• [Your instructions]:
Write out exactly the lines of the entries below from the one holding "use secrecy::ExposeSecret;" to the one holding "Service::Error: Display +", inclusive, and leave out all other lines.

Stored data
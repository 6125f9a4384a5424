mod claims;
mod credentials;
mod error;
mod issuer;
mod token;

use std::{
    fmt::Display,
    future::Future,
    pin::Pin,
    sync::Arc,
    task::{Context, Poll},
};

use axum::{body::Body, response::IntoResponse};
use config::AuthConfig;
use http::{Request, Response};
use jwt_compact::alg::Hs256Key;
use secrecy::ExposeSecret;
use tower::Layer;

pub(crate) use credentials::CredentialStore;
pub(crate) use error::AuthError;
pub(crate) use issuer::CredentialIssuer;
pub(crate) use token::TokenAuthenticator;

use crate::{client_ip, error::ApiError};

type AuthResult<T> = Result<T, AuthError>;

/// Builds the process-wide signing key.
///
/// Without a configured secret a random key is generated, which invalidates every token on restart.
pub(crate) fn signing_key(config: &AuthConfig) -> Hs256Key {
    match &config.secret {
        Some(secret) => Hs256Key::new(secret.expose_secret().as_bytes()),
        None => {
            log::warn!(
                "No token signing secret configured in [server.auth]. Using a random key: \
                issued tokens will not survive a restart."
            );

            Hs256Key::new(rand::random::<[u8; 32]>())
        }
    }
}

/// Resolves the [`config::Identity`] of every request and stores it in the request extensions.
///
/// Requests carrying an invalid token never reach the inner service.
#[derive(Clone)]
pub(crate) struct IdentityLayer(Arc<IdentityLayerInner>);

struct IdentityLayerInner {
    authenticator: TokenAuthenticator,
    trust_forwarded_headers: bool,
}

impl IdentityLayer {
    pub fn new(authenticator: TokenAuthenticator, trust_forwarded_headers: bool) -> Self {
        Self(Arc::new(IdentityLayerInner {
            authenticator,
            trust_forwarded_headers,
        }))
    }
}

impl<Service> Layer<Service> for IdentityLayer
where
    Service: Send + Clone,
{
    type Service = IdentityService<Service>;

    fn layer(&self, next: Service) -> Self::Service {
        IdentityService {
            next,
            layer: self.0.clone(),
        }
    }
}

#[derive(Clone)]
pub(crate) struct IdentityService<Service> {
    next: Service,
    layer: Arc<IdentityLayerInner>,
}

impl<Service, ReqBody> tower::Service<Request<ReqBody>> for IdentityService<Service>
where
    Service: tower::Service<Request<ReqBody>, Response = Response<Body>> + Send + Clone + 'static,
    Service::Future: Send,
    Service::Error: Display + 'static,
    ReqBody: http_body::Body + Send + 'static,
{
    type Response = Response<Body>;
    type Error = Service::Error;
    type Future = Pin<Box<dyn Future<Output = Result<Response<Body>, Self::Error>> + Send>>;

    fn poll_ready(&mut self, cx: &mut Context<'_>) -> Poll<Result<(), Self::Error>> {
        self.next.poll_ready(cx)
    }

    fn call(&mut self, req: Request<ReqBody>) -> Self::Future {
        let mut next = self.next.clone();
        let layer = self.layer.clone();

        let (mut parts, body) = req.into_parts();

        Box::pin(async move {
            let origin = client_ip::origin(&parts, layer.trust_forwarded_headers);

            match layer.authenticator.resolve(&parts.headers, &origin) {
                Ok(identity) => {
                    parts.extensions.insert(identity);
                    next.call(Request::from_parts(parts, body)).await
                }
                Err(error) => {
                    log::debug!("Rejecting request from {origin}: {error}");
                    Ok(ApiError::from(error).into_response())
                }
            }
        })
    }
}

* * *

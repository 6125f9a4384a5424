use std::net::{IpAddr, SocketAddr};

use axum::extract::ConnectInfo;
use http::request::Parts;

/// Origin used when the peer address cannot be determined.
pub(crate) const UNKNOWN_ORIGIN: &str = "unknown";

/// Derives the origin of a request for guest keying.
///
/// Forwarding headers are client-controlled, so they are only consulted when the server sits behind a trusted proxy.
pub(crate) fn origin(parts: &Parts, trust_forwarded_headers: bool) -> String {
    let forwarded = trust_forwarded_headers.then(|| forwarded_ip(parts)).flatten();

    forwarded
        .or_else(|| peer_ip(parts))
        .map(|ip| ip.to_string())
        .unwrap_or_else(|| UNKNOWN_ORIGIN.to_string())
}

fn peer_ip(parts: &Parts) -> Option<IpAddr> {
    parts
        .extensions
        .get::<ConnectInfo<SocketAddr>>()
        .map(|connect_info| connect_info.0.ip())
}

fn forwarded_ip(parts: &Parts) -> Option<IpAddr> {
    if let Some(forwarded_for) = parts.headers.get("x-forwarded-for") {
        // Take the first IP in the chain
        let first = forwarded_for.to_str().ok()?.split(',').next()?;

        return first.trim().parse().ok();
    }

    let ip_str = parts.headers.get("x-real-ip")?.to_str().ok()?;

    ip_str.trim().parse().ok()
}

• [Solution for this exercise]:
use secrecy::ExposeSecret;
use tower::Layer;

pub(crate) use credentials::CredentialStore;
pub(crate) use error::AuthError;
pub(crate) use issuer::CredentialIssuer;
pub(crate) use token::TokenAuthenticator;

use crate::{client_ip, error::ApiError};

type AuthResult<T> = Result<T, AuthError>;

/// Builds the process-wide signing key.
///
/// Without a configured secret a random key is generated, which invalidates every token on restart.
pub(crate) fn signing_key(config: &AuthConfig) -> Hs256Key {
    match &config.secret {
        Some(secret) => Hs256Key::new(secret.expose_secret().as_bytes()),
        None => {
            log::warn!(
                "No token signing secret configured in [server.auth]. Using a random key: \
                issued tokens will not survive a restart."
            );

            Hs256Key::new(rand::random::<[u8; 32]>())
        }
    }
}

/// Resolves the [`config::Identity`] of every request and stores it in the request extensions.
///
/// Requests carrying an invalid token never reach the inner service.
#[derive(Clone)]
pub(crate) struct IdentityLayer(Arc<IdentityLayerInner>);

struct IdentityLayerInner {
    authenticator: TokenAuthenticator,
    trust_forwarded_headers: bool,
}

impl IdentityLayer {
    pub fn new(authenticator: TokenAuthenticator, trust_forwarded_headers: bool) -> Self {
        Self(Arc::new(IdentityLayerInner {
            authenticator,
            trust_forwarded_headers,
        }))
    }
}

impl<Service> Layer<Service> for IdentityLayer
where
    Service: Send + Clone,
{
    type Service = IdentityService<Service>;

    fn layer(&self, next: Service) -> Self::Service {
        IdentityService {
            next,
            layer: self.0.clone(),
        }
    }
}

#[derive(Clone)]
pub(crate) struct IdentityService<Service> {
    next: Service,
    layer: Arc<IdentityLayerInner>,
}

impl<Service, ReqBody> tower::Service<Request<ReqBody>> for IdentityService<Service>
where
    Service: tower::Service<Request<ReqBody>, Response = Response<Body>> + Send + Clone + 'static,
    Service::Future: Send,
    Service::Error: Display + 'static,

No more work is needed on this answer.